= Nathaniel Tilton =

Nathaniel Tilton (born October 8, 1972) is an American former professional blackjack player, author of The Blackjack Life (Huntington Press, 2012), and Certified Financial Planner.

==Blackjack==
Tilton was introduced to card counting by reading the books Bringing Down the House and Busting Vegas by Ben Mezrich, which later served as the inspiration for the movie 21. In 2005, Tilton enrolled in a private instructional program offered by Semyon Dukach, the former MIT Blackjack team manager who was featured in Busting Vegas. There, Tilton also met fellow attendee, D.A., and the two developed into skilled blackjack professionals. Beginning in 2006, they received additional mentorship from Mike Aponte ("MIT Mike"), another member of the MIT Blackjack team, who was the basis for one of the main characters, Jason Fisher, in Bringing Down the House. Mike Aponte, winner of the World Series of Blackjack, further groomed the pair into world-class players. The meticulous training process included requiring them to pass the MIT Blackjack team's rigorous Big Player test (the "BP Checkout").

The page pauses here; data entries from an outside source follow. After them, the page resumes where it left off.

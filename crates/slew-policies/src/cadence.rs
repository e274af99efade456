//! Per-class cadence tables and the ramp/steady phase machine.
//!
//! Each [`TargetClass`] maps to a [`Schedule`] describing how far apart
//! observations should be. Two tables exist: [`fixed_schedule`] uses the
//! physically-motivated base intervals only, and [`adaptive_schedule`]
//! additionally attaches a [`Campaign`] (duration and total-observation
//! goal) so the interval can shrink when a target falls behind.
//!
//! # Phases
//!
//! `SNe_CC`, `TOO` and `SNe_SED` move through two phases, `Ramp` then
//! `Steady`. The transition is triggered by elapsed time since `tstart`
//! or by observation count, and both only grow, so a target never
//! returns to `Ramp`.

use slew_core::{PolicyError, Priority, Target, TargetClass, DAY, HOUR};
use slew_policy::ScoreContext;

/// Spacing until the ideal next observation.
#[derive(Clone, Copy, Debug, PartialEq)]
pub enum Interval {
    /// Next observation is due this many seconds after the last one.
    After(f64),
    /// No further observations are wanted.
    Never,
}

/// Total-observation goal over a fixed campaign.
#[derive(Clone, Copy, Debug, PartialEq)]
pub struct Campaign {
    /// Campaign end, in seconds after the target's `tstart`.
    pub duration: f64,
    /// Observations wanted by the end of the campaign.
    pub goal: usize,
}

/// One cadence: a base interval, optionally tightened by a campaign goal.
#[derive(Clone, Copy, Debug, PartialEq)]
pub struct Cadence {
    /// Physically-motivated spacing between observations.
    pub base_interval: f64,
    /// Campaign goal used to speed up a target that is falling behind.
    pub campaign: Option<Campaign>,
}

impl Cadence {
    /// Cadence with a base interval only.
    pub const fn every(base_interval: f64) -> Self {
        Self {
            base_interval,
            campaign: None,
        }
    }

    /// Cadence aiming for `goal` observations by `tstart + duration`.
    pub const fn toward(base_interval: f64, duration: f64, goal: usize) -> Self {
        Self {
            base_interval,
            campaign: Some(Campaign { duration, goal }),
        }
    }

    /// Whether the campaign goal has been reached. Always `false` for a
    /// cadence without a campaign.
    pub fn goal_met(&self, obs_so_far: usize) -> bool {
        self.campaign
            .is_some_and(|campaign| obs_so_far >= campaign.goal)
    }

    /// Spacing that spreads the remaining goal evenly over the rest of
    /// the campaign, measured from the last observation.
    ///
    /// `None` when there is no campaign or its goal is already met.
    pub fn adaptive_interval(&self, tstart: f64, last_obs: f64, obs_so_far: usize) -> Option<f64> {
        let campaign = self.campaign.filter(|c| obs_so_far < c.goal)?;
        let remaining = (campaign.goal - obs_so_far) as f64;
        Some((tstart + campaign.duration - last_obs) / remaining)
    }

    /// Interval until the next observation.
    ///
    /// [`Interval::Never`] once the campaign goal is met, otherwise
    /// `min(base, adaptive)`. The result never exceeds `base_interval`.
    /// A campaign that ended before the last observation gives a negative
    /// interval, so the target keeps growing more overdue.
    pub fn effective_interval(&self, tstart: f64, last_obs: f64, obs_so_far: usize) -> Interval {
        if self.goal_met(obs_so_far) {
            tracing::trace!(obs_so_far, "campaign goal met, no further observations");
            return Interval::Never;
        }
        match self.adaptive_interval(tstart, last_obs, obs_so_far) {
            Some(adaptive) => Interval::After(self.base_interval.min(adaptive)),
            None => Interval::After(self.base_interval),
        }
    }
}

/// Condition moving a two-phase schedule from `Ramp` to `Steady`.
#[derive(Clone, Copy, Debug, PartialEq)]
pub enum PhaseTrigger {
    /// Steady once `now - tstart` reaches this many seconds.
    ElapsedSinceStart(f64),
    /// Steady once this many observations have been taken.
    ObservationCount(usize),
}

impl PhaseTrigger {
    /// Whether the transition has happened.
    pub fn reached(&self, target: &Target, now: f64) -> bool {
        match *self {
            Self::ElapsedSinceStart(secs) => now - target.tstart() >= secs,
            Self::ObservationCount(n) => target.observation_count() >= n,
        }
    }
}

/// Phase of a target's schedule.
#[derive(Clone, Copy, Debug, PartialEq, Eq)]
pub enum Phase {
    /// Early, dense sampling.
    Ramp,
    /// Long-run sampling.
    Steady,
}

/// Cadence rules for one class.
#[derive(Clone, Copy, Debug, PartialEq)]
pub enum Schedule {
    /// One cadence for the whole window.
    Steady(Cadence),
    /// Ramp cadence until `trigger`, then steady cadence.
    Phased {
        /// Cadence before the trigger.
        ramp: Cadence,
        /// Cadence after the trigger.
        steady: Cadence,
        /// Transition condition.
        trigger: PhaseTrigger,
    },
    /// Back-to-back observations until `max_obs` are taken, then none.
    Burst {
        /// Observations wanted in total.
        max_obs: usize,
    },
}

impl Schedule {
    /// Current phase. Single-cadence schedules are always `Steady`.
    pub fn phase(&self, target: &Target, now: f64) -> Phase {
        let steady = match self {
            Self::Steady(_) => true,
            Self::Phased { trigger, .. } => trigger.reached(target, now),
            Self::Burst { max_obs } => target.observation_count() >= *max_obs,
        };
        if steady {
            Phase::Steady
        } else {
            Phase::Ramp
        }
    }

    /// Cadence in force for `phase`, or `None` for a burst schedule.
    pub fn cadence(&self, phase: Phase) -> Option<&Cadence> {
        match (self, phase) {
            (Self::Steady(c), _) => Some(c),
            (Self::Phased { ramp, .. }, Phase::Ramp) => Some(ramp),
            (Self::Phased { steady, .. }, Phase::Steady) => Some(steady),
            (Self::Burst { .. }, _) => None,
        }
    }

    /// Interval after `last_obs` (elapsed frame) for this target at `now`.
    pub fn interval(&self, target: &Target, last_obs: f64, now: f64) -> Interval {
        let phase = self.phase(target, now);
        match (self.cadence(phase), phase) {
            (Some(cadence), _) => {
                cadence.effective_interval(target.tstart(), last_obs, target.observation_count())
            }
            (None, Phase::Ramp) => Interval::After(0.0),
            (None, Phase::Steady) => Interval::Never,
        }
    }
}

/// Base-interval cadences with no campaign goals.
pub fn fixed_schedule(class: TargetClass) -> Schedule {
    match class {
        // 8x per day
        TargetClass::AgnLow => Schedule::Steady(Cadence::every(3.0 * HOUR)),
        // 2x per day
        TargetClass::AgnMed => Schedule::Steady(Cadence::every(12.0 * HOUR)),
        TargetClass::AgnHigh => Schedule::Steady(Cadence::every(2.0 * DAY)),
        TargetClass::Sne => Schedule::Steady(Cadence::every(2.5 * DAY)),
        // 20 in the first 3 days, then 10 over the rest of two weeks
        TargetClass::SneCc => Schedule::Phased {
            ramp: Cadence::every(3.0 * DAY / 20.0),
            steady: Cadence::every(11.0 * DAY / 10.0),
            trigger: PhaseTrigger::ElapsedSinceStart(3.0 * DAY),
        },
        TargetClass::SneSed => Schedule::Burst { max_obs: 2 },
        // daily until 3 observations, then 2 more over the rest of two weeks
        TargetClass::Too => Schedule::Phased {
            ramp: Cadence::every(DAY),
            steady: Cadence::every(12.0 * DAY / 2.0),
            trigger: PhaseTrigger::ObservationCount(3),
        },
    }
}

/// Cadences with campaign goals for the adaptive policy.
pub fn adaptive_schedule(class: TargetClass) -> Schedule {
    match class {
        TargetClass::AgnLow => Schedule::Steady(Cadence::toward(3.0 * HOUR, 90.0 * DAY, 720)),
        TargetClass::AgnMed => Schedule::Steady(Cadence::toward(12.0 * HOUR, 180.0 * DAY, 360)),
        TargetClass::AgnHigh => Schedule::Steady(Cadence::toward(2.0 * DAY, 730.0 * DAY, 180)),
        TargetClass::Sne => Schedule::Steady(Cadence::toward(2.5 * DAY, 60.0 * DAY, 24)),
        TargetClass::SneCc => Schedule::Phased {
            ramp: Cadence::toward(3.0 * DAY / 20.0, 3.0 * DAY, 20),
            steady: Cadence::toward(11.0 * DAY / 10.0, 14.0 * DAY, 30),
            trigger: PhaseTrigger::ElapsedSinceStart(3.0 * DAY),
        },
        TargetClass::SneSed => Schedule::Burst { max_obs: 2 },
        TargetClass::Too => Schedule::Phased {
            ramp: Cadence::toward(DAY, 3.0 * DAY, 3),
            steady: Cadence::toward(11.0 * DAY / 2.0, 14.0 * DAY, 5),
            trigger: PhaseTrigger::ObservationCount(3),
        },
    }
}

/// Negated time until the ideal next observation under `table`.
///
/// Shared by the fixed and adaptive policies. Unobserved targets score
/// by how far past `tstart` the clock is, whatever their class.
pub(crate) fn time_until_next_score(
    table: fn(TargetClass) -> Schedule,
    ctx: &ScoreContext<'_>,
) -> Result<Priority, PolicyError> {
    let target = ctx.target();
    let class = target
        .class()
        .ok_or(PolicyError::UnknownTargetType {
            target: target.id(),
        })?;
    let now = ctx.now();

    let Some(last_absolute) = target.last_observation() else {
        return Ok(Priority(-(target.tstart() - now)));
    };
    let last_obs = ctx.clock().to_elapsed(last_absolute);

    match table(class).interval(target, last_obs, now) {
        Interval::After(interval) => Ok(Priority(-(last_obs + interval - now))),
        Interval::Never => Ok(Priority::NEVER),
    }
}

From 2007-2012, Tilton and D.A. went on to flourish independently as a two-person team, melding a variety of playing methodologies together into a multi-strategic approach to blackjack advantage play.

==Book==
In The Blackjack Life, Tilton outlines the skills required to effectively count cards, the development of his multi-strategic methodology, sustainability tactics for small team advantage play, and a personal narrative of his journey as an expert blackjack player.

==Accolades==
Tilton has been featured in a variety of media outlets, including Gambling With an Edge, The 207, House of Cards Radio, The POGG, Seacoast Online, Card Player Magazine, Blackjack Insider, Cigar Aficianado, and The Daily News of Newburyport. In 2022, Tilton was a contributor to the book, Tales from the Felt: An Anthology, published by Colin Jones, a coffee table book in which 21 professional card counters go on the record to share their first-person tales of their playing experiences.

==Career==
Tilton began his career in sports business in 1994, where he worked with professional teams including the Cleveland Indians and the Cleveland Cavaliers. In 2001, Tilton left sports for a career in financial planning with American Express Financial Advisors. In 2006, he became an independent advisor. Tilton owns and operates Tilton Wealth Management.

==Personal life==
Tilton grew up in Kennebunk, Maine and later attended the University of New Hampshire, where he graduated in 1994 with a degree in Sport Management. Tilton is a member of Mensa International. He currently resides in Newburyport, Massachusetts.